Dataset entries:
-- -- --

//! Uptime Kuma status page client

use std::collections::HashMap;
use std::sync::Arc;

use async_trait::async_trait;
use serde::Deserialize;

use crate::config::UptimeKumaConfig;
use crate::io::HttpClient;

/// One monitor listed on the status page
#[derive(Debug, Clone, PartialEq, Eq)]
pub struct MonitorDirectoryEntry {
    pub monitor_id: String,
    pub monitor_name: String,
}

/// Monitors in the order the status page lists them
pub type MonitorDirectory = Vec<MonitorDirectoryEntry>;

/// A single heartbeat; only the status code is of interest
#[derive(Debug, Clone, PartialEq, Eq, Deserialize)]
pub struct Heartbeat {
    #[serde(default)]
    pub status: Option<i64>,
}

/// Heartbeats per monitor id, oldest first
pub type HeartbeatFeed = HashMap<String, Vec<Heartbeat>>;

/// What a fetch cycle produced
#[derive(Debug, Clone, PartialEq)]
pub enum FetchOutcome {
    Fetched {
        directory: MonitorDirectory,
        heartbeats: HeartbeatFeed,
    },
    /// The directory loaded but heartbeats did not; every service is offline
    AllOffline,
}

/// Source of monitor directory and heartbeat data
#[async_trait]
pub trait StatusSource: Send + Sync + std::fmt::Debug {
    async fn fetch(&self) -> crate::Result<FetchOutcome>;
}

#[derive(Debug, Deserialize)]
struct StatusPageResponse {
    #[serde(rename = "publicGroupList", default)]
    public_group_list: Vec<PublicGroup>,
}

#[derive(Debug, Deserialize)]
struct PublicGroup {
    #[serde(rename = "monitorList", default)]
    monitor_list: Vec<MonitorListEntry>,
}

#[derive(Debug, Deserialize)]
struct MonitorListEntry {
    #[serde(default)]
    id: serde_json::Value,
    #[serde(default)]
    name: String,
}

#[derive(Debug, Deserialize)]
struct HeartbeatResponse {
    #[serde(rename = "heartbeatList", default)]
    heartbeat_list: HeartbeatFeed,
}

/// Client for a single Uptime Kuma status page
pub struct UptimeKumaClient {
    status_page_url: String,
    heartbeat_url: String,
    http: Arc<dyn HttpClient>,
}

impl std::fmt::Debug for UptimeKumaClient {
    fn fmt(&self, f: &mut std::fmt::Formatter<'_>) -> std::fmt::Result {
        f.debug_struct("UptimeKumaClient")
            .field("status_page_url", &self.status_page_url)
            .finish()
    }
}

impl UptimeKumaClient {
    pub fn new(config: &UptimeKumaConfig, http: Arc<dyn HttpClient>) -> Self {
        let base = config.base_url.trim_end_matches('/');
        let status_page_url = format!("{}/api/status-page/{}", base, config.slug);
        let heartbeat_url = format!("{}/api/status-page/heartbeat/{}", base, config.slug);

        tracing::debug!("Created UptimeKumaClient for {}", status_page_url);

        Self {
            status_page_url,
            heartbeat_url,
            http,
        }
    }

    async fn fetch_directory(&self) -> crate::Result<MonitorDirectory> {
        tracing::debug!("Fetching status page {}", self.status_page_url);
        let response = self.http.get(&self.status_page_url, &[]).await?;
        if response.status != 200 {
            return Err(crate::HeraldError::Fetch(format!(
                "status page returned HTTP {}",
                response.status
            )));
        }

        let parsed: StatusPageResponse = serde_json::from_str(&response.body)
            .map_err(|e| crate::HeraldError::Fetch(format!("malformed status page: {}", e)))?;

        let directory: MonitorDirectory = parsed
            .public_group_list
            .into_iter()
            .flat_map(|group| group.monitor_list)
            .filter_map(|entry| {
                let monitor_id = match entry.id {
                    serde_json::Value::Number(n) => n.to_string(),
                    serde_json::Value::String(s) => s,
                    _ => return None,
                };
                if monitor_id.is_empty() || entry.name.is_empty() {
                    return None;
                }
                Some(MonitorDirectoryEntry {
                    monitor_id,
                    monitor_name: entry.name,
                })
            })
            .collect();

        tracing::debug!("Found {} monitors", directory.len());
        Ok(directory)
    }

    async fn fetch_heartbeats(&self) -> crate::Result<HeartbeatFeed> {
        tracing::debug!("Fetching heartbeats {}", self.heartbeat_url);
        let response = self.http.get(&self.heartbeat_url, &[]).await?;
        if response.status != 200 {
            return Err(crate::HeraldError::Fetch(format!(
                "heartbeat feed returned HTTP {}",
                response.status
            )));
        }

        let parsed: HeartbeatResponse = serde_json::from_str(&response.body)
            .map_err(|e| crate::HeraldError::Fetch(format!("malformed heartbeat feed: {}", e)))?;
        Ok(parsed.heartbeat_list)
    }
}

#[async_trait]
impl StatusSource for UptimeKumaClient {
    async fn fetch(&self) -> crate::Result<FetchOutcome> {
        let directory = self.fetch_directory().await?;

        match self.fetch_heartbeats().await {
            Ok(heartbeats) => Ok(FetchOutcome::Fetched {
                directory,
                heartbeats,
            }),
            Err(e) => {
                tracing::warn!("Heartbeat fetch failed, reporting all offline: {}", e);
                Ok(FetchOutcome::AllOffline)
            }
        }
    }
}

-- -- --

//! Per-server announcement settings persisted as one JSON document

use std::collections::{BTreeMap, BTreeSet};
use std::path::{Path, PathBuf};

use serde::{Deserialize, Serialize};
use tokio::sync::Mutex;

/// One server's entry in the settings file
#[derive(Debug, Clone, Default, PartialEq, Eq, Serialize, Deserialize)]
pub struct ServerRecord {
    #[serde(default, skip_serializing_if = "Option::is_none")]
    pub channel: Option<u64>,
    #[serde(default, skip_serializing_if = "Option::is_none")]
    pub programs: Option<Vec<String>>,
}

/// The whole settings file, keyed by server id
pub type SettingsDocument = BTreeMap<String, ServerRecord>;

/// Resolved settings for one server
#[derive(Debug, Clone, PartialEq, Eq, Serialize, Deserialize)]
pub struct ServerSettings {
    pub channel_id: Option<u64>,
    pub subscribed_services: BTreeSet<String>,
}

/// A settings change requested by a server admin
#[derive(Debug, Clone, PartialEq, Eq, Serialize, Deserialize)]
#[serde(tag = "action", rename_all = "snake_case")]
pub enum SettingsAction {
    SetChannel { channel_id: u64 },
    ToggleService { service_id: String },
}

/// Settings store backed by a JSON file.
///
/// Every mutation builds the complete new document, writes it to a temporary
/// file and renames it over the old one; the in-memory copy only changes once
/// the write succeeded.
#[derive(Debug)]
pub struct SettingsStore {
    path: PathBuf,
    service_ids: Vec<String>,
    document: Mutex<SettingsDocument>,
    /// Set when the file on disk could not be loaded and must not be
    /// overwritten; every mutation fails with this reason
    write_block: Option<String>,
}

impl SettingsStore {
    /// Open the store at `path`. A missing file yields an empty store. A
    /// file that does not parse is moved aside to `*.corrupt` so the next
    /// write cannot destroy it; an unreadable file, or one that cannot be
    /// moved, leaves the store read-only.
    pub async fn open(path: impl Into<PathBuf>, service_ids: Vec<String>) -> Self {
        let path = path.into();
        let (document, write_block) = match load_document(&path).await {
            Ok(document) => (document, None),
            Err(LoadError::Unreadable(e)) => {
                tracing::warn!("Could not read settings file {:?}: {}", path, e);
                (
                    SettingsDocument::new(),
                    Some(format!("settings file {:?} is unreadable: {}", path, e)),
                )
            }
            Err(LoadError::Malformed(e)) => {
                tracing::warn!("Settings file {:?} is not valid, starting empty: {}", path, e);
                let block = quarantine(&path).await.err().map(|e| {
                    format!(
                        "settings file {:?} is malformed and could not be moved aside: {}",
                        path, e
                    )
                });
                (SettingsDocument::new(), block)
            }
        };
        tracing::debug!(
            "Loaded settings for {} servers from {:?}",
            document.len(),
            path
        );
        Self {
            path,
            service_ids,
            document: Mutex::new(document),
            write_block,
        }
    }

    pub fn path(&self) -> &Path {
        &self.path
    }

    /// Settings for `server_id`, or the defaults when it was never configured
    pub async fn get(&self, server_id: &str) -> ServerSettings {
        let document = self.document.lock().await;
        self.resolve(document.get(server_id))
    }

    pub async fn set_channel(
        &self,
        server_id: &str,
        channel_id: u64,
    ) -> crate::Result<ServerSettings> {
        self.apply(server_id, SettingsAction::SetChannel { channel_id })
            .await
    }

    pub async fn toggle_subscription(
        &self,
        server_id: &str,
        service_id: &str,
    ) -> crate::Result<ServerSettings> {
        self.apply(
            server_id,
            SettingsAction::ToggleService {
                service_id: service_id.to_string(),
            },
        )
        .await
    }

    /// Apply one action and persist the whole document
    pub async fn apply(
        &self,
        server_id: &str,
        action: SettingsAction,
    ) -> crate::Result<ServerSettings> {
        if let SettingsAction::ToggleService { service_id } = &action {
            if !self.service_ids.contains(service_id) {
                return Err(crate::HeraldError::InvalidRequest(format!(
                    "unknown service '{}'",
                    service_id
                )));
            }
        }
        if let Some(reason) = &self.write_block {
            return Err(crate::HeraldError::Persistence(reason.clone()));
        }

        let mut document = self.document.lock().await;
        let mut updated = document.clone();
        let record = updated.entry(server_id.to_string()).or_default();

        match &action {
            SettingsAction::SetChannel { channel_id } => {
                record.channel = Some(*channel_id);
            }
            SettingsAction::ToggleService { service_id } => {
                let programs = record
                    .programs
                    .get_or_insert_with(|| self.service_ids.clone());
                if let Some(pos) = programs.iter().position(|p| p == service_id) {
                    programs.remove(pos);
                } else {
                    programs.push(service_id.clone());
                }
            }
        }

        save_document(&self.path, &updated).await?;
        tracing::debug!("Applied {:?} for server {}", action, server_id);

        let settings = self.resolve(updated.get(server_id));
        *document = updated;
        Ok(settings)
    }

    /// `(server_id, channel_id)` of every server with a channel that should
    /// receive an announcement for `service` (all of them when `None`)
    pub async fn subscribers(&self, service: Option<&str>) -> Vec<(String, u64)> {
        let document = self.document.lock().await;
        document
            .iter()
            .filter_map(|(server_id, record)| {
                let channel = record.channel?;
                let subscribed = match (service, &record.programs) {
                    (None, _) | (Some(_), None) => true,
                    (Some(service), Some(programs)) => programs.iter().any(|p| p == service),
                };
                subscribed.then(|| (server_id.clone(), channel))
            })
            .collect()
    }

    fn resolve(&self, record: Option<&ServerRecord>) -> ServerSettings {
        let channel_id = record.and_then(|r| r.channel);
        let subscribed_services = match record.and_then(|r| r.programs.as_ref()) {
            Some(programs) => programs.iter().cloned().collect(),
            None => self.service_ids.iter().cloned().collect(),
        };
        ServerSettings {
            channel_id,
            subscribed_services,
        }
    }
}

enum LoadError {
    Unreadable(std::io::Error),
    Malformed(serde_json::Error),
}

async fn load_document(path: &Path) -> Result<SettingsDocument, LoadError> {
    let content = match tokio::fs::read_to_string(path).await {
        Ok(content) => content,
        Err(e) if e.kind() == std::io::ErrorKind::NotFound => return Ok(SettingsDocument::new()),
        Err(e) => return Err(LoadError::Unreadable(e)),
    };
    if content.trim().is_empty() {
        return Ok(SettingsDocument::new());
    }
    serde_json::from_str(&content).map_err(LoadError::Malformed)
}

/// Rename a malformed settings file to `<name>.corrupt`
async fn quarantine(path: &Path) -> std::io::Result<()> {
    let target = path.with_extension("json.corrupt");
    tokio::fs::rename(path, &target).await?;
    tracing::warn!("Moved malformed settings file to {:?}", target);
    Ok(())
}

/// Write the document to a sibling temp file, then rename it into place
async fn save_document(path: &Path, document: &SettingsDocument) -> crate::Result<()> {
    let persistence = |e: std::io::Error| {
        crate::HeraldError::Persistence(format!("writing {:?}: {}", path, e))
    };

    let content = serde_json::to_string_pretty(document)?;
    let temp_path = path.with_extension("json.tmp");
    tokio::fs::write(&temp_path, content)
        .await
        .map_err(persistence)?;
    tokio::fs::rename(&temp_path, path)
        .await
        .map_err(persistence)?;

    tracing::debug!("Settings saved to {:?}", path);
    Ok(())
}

-- -- --

◆ **What is being asked**: Whenever a line above includes the string "slug", copy it.

◆ **Final answer**:
        let status_page_url = format!("{}/api/status-page/{}", base, config.slug);
        let heartbeat_url = format!("{}/api/status-page/heartbeat/{}", base, config.slug);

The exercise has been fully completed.